Some men argue that they have found that some women are not willing to be “the first woman on a board” because the women believed the myth that the first woman would be a token -- yet every one of the first women quoted in the article stated she believed she made the cut on her performance, on the merits.  But, myths will be myths, yes? (For those interested in my “real views” on the three-women-myth can find it at the NACD Directorship blog: http://www.directorship.com/no-excuses-no-magic/)

It also will be interesting to see how many women candidates will submit their credentials to the GMI 3D database.  Over the years, we’ve seen other director registries and databases suffer from a lack of women candidates--including the “big one” at NACD. 

Through the past half dozen years I've done research on this, I've met and talked with several prominent search firm leaders across the country.  They say they are in a double bind between the CEO, nominating/governance committee and the candidate pool -- but the most important factor to remember is that executive search firms, like corporations, are in business to make money, not foster causes.  They've reported many "stupid things" that candidates do to take themselves out of competition.  They don't deny the "male, pale, stale" syndrome, and yet they are challenged to be able to insert into boards -- which want collaborative, team members -- unproven strangers who may end up being adversarial, embarrassing, and confrontational as in "Why DON'T you have more women and diversity candidates on board?"

Collegiality is a top consideration in the recruitment of new candidates -- will this person fit into the synergies of this leadership group? Will the board members be proud and honored to collaborate with this candidate?  These are the questions women also must answer. 

Early in my involvement with women on boards, one executive search woman essentially pulled out of the board search business because, telling me, (1) there were too few top tier women in business who were interested in board roles (“too risky” most of them said) and (2) the experience of the women wasn’t a match to the lines of business in the area (aerospace, oil/energy).  I’m not agreeing with her-- I’m just the reporter.

Another women executive search professional said she only “sees” about one woman applicant for every 50 male applicants.  Still another said that, rather than it being a “problem on the demand side” (i.e., companies, CEOs, Nominating Committees), it seems to be “more a problem on the supply side” (i.e., not enough women ready, willing, and able to take on the mantle of board leadership.

As recently as last week, I asked another executive search professional about his experience with advancing women to board roles.
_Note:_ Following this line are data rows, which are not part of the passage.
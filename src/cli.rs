//! CLI argument parsing for validation runs.
//!
//! Every `run` flag mirrors a configuration-file key; values given here win
//! over the config file, which in turn wins over the metadata JSON.
use clap::{Parser, Subcommand};
use std::path::PathBuf;

/// Root CLI entrypoint.
#[derive(Parser, Debug)]
#[command(
    name = "valkyrie",
    version,
    about = "Validate and rank candidate patches for automated program repair",
    after_help = "Examples:\n  valkyrie run --conf repair.conf\n  valkyrie run --meta meta.json --patch-mode compile --exec-mode parallel\n  valkyrie script --conf repair.conf --patch-file patches/llm/0001.patch",
    subcommand_required = true,
    arg_required_else_help = true
)]
pub struct RootArgs {
    #[command(subcommand)]
    pub command: Command,
}

#[derive(Subcommand, Debug)]
pub enum Command {
    Run(RunArgs),
    Script(ScriptArgs),
}

/// Configuration sources and overrides shared by every command.
#[derive(Parser, Debug, Default, Clone)]
pub struct ConfigArgs {
    /// Line-oriented `key:value` configuration file
    #[arg(long, value_name = "PATH")]
    pub conf: Option<PathBuf>,

    /// Metadata JSON describing the repair task
    #[arg(long, value_name = "PATH")]
    pub meta: Option<PathBuf>,

    /// Program binary to validate against
    #[arg(long, value_name = "PATH")]
    pub binary: Option<PathBuf>,

    /// Source file the patches apply to (overrides diff headers)
    #[arg(long)]
    pub source_file: Option<String>,

    /// Source tree root for recompilation
    #[arg(long, value_name = "DIR")]
    pub source_dir: Option<PathBuf>,

    /// Directory for results, snapshots, partitions, and scripts
    #[arg(long, value_name = "DIR")]
    pub output_dir: Option<PathBuf>,

    /// Directory of candidate patches (sub-directories name generator tools)
    #[arg(long, value_name = "DIR", conflicts_with = "patch_file")]
    pub patch_dir: Option<PathBuf>,

    /// Single candidate patch
    #[arg(long, value_name = "PATH")]
    pub patch_file: Option<PathBuf>,

    /// Originally failing test ids as a JSON array
    #[arg(long, value_name = "JSON")]
    pub test_id_list: Option<String>,

    /// Oracle script invoked as `<oracle> <test-id> <program>`
    #[arg(long, value_name = "PATH")]
    pub test_oracle: Option<PathBuf>,

    /// Test suite invoked as `<suite> <test-id>` when no binary is given
    #[arg(long, value_name = "PATH")]
    pub test_suite: Option<PathBuf>,

    /// Backend: rewrite, compile, or gdb
    #[arg(long, value_name = "MODE")]
    pub patch_mode: Option<String>,

    /// Worker pool: sequential, semi-parallel, parallel (or 0, 1, 2)
    #[arg(long, value_name = "MODE")]
    pub exec_mode: Option<String>,

    /// Namespace for generated scripts when runs share an output directory
    #[arg(long)]
    pub tag: Option<String>,

    /// Emit debug logging
    #[arg(long)]
    pub debug: bool,
}

/// Full validation and ranking run.
#[derive(Parser, Debug, Default, Clone)]
#[command(about = "Validate, classify, and rank a patch population")]
pub struct RunArgs {
    #[command(flatten)]
    pub config: ConfigArgs,

    /// Global budget in minutes; no new patches start after it expires
    #[arg(long, value_name = "MINUTES")]
    pub timeout: Option<u64>,

    /// Per-test timeout in seconds
    #[arg(long, value_name = "SECONDS")]
    pub test_timeout: Option<u64>,

    /// Per-patch timeout in seconds
    #[arg(long, value_name = "SECONDS")]
    pub task_timeout: Option<u64>,

    /// Maximum number of patch files considered
    #[arg(long)]
    pub limit: Option<usize>,

    /// Maximum number of patch files considered per generator directory
    #[arg(long)]
    pub patch_per_dir_limit: Option<usize>,

    /// Enable the snapshot signature cache
    #[arg(long)]
    pub partition: bool,

    /// Stop after classification (no ranking)
    #[arg(long)]
    pub only_validate: bool,

    /// Collect instruction traces for the trace-distance metric
    #[arg(long)]
    pub trace_distance: bool,
}

/// Print the compiled debugger script for one patch.
#[derive(Parser, Debug, Clone)]
#[command(about = "Print the debugger script compiled from a patch")]
pub struct ScriptArgs {
    #[command(flatten)]
    pub config: ConfigArgs,

    /// Include snapshot hooks for the signature run
    #[arg(long)]
    pub snapshot: bool,
}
He expressed frustration with the progress, shaking his head, saying he just didn’t understand why the needle wasn’t moving off the mark.  Another executive search male established arms of his own company overseas to widen the net in search of women of talent-- but still didn’t see substantial change.

I’ve listened to another executive search professional, who also happens to sit on a major public company board (interesting?), who spoke about “trust” being the paramount consideration in selecting colleagues for the highly-collaborative role of a board director.  Do women “trust” corporate leadership enough to be part of that team? Or do they feel like outsiders? Do board members “trust” that women will be collegial and collaborative? Or do they fear rebellion from within? How does one overcome questions of “trust” like these?

In conclusion, I see executive search firms--as well as Nominating Committees-- more open than ever before to the pursuit of talented women executives for board roles.  I am not yet persuaded that there are “enough” women who really want board roles, as contrasted with women who prefer nonprofits or retirement over and above the challenge of corporate oversight and governance. 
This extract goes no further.